▸ TASK: Each line of the entries below that includes "RedactingMakeWriter" belongs in your answer.

▸ EXERCISE MATERIALS:
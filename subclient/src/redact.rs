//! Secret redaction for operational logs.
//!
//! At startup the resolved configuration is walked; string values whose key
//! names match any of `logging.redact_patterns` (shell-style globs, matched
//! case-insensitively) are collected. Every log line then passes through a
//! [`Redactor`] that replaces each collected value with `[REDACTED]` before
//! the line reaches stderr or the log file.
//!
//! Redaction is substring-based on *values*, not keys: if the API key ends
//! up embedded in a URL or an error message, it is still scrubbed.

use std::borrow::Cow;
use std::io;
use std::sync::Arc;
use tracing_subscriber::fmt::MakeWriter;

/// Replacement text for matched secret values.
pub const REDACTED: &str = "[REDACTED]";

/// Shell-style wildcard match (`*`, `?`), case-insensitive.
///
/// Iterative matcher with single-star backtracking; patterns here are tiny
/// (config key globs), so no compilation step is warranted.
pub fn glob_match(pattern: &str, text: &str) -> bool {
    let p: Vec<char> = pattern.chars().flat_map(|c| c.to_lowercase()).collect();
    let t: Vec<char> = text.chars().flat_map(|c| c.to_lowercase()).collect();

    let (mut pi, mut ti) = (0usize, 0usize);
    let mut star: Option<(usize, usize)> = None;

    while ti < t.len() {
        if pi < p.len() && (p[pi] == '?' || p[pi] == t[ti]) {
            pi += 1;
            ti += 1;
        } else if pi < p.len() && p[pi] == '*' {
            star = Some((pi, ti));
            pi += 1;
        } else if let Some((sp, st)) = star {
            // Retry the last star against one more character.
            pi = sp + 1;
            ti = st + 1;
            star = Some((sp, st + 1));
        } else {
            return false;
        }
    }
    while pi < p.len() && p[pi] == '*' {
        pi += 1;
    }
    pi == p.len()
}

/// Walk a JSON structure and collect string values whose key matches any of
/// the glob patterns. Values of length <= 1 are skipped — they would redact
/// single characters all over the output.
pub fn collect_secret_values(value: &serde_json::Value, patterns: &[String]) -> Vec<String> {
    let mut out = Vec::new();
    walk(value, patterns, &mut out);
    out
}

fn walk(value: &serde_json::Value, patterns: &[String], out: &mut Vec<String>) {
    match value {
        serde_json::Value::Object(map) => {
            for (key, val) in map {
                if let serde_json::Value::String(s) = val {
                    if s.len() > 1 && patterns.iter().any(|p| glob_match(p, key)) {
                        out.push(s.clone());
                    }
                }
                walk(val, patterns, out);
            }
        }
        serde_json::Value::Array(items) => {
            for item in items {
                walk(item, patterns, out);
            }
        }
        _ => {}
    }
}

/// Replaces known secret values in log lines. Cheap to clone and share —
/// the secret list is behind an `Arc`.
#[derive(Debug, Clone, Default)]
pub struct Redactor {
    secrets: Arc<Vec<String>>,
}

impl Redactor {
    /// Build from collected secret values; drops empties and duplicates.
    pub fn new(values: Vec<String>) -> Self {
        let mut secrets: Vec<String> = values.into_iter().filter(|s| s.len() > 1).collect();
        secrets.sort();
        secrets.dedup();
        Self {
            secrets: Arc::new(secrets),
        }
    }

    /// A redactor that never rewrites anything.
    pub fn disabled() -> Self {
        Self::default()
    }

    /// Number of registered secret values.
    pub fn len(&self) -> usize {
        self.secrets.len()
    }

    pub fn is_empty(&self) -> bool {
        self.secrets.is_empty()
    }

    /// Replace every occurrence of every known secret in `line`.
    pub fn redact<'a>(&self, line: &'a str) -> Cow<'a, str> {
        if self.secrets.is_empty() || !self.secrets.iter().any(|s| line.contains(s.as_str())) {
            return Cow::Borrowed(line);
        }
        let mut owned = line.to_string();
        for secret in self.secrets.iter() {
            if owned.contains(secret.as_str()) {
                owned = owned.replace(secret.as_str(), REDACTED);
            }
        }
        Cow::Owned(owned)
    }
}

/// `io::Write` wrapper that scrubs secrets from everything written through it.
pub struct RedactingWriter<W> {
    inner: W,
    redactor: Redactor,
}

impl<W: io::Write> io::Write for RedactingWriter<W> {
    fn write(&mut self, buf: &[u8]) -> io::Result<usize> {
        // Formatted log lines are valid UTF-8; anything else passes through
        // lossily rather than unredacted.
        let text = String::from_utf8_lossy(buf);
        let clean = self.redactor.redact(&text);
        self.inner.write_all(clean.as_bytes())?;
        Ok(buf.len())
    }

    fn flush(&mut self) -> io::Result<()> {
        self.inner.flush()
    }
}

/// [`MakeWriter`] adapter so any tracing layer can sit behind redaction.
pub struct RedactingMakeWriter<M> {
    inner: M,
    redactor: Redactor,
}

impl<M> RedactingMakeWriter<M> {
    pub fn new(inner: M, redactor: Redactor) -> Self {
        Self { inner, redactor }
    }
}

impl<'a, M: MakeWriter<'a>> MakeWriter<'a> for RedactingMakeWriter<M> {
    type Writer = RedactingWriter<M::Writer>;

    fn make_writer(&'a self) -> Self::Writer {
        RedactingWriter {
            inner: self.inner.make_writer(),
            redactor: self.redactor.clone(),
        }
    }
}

▸ SOLUTION TO THE PROBLEM:
pub struct RedactingMakeWriter<M> {
impl<M> RedactingMakeWriter<M> {
impl<'a, M: MakeWriter<'a>> MakeWriter<'a> for RedactingMakeWriter<M> {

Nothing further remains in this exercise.